- **Exercise details**
Go line by line through the records below. Copy whichever lines contain the string "info".

Dataset entries
● ● ●

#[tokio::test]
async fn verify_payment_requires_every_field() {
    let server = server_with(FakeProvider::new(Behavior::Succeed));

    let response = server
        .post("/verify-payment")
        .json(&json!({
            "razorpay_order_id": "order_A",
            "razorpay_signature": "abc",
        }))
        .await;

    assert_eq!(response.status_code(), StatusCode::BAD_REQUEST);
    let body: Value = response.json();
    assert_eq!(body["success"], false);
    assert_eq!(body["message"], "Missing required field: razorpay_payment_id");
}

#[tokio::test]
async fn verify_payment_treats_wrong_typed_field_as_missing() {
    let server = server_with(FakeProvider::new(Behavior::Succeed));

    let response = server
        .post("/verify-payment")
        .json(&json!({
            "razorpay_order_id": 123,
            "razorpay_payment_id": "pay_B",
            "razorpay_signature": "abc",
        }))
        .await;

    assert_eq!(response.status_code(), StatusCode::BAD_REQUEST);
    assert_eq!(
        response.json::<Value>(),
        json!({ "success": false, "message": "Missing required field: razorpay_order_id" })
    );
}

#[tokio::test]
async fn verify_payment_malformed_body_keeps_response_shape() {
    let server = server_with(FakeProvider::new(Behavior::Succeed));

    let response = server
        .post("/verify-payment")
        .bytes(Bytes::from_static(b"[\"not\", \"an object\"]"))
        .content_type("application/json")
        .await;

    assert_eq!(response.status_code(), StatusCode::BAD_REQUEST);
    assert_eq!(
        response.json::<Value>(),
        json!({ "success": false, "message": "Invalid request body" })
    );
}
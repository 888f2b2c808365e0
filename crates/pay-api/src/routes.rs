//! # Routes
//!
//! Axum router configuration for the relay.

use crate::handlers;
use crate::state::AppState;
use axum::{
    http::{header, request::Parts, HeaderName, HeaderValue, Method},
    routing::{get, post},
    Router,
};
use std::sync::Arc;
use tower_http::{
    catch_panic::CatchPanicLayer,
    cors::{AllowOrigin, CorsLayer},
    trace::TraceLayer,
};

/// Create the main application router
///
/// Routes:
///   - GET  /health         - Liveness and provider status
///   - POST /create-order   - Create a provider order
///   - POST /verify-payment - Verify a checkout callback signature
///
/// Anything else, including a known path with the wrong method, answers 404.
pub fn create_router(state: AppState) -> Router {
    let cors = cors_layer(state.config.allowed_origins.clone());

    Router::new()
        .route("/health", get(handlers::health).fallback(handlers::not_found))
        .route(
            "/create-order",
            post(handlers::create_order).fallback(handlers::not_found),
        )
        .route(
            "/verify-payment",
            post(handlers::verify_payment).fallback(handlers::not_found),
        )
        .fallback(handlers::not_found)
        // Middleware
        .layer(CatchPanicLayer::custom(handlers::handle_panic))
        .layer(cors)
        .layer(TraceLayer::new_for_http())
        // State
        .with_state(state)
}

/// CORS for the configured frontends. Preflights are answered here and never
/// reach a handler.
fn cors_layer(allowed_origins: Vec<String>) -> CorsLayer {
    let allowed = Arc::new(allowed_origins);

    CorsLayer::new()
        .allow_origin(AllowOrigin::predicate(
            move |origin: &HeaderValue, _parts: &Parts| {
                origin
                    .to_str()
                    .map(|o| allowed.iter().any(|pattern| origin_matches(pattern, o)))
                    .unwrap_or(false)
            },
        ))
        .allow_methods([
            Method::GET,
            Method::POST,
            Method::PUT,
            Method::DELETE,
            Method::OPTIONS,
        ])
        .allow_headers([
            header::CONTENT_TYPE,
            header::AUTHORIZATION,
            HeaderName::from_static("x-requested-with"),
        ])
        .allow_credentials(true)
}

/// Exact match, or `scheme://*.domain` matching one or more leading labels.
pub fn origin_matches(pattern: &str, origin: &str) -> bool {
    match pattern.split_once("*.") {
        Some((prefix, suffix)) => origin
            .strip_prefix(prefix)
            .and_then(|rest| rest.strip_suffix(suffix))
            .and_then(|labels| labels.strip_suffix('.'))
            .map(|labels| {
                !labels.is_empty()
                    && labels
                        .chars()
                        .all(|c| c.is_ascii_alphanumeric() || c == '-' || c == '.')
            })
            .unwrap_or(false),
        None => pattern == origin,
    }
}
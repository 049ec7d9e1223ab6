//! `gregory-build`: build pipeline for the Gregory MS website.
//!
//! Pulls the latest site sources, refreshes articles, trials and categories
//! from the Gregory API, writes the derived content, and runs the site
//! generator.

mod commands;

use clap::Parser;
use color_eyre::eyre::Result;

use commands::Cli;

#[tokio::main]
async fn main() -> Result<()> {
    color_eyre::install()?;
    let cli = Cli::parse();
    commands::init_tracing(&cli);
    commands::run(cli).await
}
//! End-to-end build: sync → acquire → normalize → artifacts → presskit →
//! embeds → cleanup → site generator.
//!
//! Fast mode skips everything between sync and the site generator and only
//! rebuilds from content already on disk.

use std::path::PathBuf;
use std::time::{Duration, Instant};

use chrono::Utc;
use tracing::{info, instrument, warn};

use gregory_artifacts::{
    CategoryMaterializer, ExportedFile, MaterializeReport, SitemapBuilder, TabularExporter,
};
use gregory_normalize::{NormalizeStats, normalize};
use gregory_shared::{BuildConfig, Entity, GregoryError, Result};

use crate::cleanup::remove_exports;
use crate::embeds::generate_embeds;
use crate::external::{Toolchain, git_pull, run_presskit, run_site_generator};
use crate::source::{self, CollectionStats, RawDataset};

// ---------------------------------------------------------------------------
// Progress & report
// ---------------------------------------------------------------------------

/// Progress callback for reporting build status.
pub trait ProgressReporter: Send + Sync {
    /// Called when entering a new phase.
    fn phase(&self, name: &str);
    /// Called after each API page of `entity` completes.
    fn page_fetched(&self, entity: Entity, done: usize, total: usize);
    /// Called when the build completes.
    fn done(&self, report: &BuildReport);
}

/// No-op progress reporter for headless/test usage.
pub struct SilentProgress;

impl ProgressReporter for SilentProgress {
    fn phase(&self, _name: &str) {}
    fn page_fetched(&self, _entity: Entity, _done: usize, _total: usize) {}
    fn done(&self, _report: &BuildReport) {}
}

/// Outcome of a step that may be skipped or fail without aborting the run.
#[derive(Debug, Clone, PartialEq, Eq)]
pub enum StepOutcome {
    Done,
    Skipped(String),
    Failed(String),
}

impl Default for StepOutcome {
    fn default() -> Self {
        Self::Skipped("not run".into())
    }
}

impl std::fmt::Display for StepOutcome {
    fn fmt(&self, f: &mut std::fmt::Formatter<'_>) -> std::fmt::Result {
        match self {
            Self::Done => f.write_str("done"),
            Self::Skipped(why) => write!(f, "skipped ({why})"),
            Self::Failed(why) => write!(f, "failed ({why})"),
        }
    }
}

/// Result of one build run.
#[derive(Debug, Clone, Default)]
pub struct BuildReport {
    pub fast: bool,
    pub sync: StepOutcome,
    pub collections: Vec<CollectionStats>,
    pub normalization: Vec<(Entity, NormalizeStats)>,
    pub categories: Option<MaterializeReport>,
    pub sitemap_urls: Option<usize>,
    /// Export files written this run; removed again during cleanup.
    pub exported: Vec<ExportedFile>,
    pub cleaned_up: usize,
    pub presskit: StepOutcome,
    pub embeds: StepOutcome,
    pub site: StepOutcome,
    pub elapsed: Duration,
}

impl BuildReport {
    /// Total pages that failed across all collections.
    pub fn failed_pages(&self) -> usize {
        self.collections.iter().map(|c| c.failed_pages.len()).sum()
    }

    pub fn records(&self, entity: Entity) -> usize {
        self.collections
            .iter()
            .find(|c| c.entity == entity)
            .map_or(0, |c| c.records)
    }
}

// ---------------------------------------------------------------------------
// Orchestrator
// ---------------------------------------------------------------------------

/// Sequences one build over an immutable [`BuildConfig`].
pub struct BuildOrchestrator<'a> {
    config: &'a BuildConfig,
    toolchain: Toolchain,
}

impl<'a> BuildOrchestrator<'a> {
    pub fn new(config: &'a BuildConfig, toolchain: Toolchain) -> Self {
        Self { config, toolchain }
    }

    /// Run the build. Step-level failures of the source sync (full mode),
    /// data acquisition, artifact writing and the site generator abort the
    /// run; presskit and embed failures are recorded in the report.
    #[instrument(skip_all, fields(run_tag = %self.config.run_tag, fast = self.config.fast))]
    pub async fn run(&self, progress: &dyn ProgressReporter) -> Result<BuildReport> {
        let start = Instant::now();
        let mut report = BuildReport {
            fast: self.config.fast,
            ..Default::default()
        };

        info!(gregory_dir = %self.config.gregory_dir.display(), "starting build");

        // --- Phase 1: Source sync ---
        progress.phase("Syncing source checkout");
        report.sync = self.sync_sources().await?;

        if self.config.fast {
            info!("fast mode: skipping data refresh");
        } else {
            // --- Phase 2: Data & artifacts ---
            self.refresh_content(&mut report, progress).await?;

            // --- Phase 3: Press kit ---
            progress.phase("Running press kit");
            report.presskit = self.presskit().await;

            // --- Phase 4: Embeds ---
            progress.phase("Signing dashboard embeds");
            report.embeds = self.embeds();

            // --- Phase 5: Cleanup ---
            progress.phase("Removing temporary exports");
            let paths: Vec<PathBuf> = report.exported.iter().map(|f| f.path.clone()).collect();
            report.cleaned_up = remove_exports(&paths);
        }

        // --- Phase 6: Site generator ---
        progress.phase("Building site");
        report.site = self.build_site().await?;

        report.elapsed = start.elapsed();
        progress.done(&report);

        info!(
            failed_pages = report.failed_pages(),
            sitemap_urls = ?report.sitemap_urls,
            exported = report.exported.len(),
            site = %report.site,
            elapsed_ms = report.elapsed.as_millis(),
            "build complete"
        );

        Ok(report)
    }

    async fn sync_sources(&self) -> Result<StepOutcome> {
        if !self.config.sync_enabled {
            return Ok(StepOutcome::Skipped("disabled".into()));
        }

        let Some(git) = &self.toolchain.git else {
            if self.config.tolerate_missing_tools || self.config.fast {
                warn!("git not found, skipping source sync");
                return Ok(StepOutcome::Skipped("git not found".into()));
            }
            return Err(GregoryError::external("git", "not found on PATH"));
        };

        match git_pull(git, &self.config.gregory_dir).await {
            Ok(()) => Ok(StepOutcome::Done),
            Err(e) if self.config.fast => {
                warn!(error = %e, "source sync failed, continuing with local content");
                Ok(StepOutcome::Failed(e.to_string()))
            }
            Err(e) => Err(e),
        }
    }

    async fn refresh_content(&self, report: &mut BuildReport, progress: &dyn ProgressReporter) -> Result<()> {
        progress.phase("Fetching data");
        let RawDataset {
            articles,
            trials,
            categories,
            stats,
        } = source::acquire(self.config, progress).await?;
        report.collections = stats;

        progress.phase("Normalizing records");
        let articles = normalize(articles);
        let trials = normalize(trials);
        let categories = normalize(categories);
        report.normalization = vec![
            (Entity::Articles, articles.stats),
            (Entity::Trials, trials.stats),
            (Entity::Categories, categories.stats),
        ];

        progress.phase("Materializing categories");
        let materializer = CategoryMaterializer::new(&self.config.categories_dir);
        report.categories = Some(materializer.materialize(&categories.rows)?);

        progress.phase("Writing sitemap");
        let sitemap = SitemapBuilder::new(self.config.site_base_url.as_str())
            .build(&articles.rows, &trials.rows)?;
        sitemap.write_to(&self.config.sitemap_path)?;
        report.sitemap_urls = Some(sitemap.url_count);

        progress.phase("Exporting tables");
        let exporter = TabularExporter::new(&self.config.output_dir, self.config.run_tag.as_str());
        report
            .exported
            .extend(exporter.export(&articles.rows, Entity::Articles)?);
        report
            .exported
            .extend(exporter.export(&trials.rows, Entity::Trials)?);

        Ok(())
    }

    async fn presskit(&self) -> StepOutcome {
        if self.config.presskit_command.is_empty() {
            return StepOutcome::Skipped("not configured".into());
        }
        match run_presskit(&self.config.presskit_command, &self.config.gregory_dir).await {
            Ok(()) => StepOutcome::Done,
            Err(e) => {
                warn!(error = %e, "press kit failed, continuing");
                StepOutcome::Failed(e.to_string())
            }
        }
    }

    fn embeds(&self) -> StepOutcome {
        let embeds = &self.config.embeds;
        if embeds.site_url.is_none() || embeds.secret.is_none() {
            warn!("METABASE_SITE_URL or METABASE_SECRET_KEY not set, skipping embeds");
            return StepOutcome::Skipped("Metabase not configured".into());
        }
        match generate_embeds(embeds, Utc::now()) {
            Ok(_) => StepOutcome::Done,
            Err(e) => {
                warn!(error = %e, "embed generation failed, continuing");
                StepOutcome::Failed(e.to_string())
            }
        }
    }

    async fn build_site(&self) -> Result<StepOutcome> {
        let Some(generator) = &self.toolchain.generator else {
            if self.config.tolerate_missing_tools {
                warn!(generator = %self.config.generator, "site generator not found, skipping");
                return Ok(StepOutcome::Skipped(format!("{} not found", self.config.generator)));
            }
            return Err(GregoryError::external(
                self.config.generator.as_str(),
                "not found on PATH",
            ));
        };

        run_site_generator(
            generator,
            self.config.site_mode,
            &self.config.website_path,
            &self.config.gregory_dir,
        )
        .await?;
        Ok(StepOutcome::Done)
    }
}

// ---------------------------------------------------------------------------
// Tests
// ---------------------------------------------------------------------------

● ● ●

- **Response**
use tracing::{info, instrument, warn};
        info!(gregory_dir = %self.config.gregory_dir.display(), "starting build");
            info!("fast mode: skipping data refresh");
        info!(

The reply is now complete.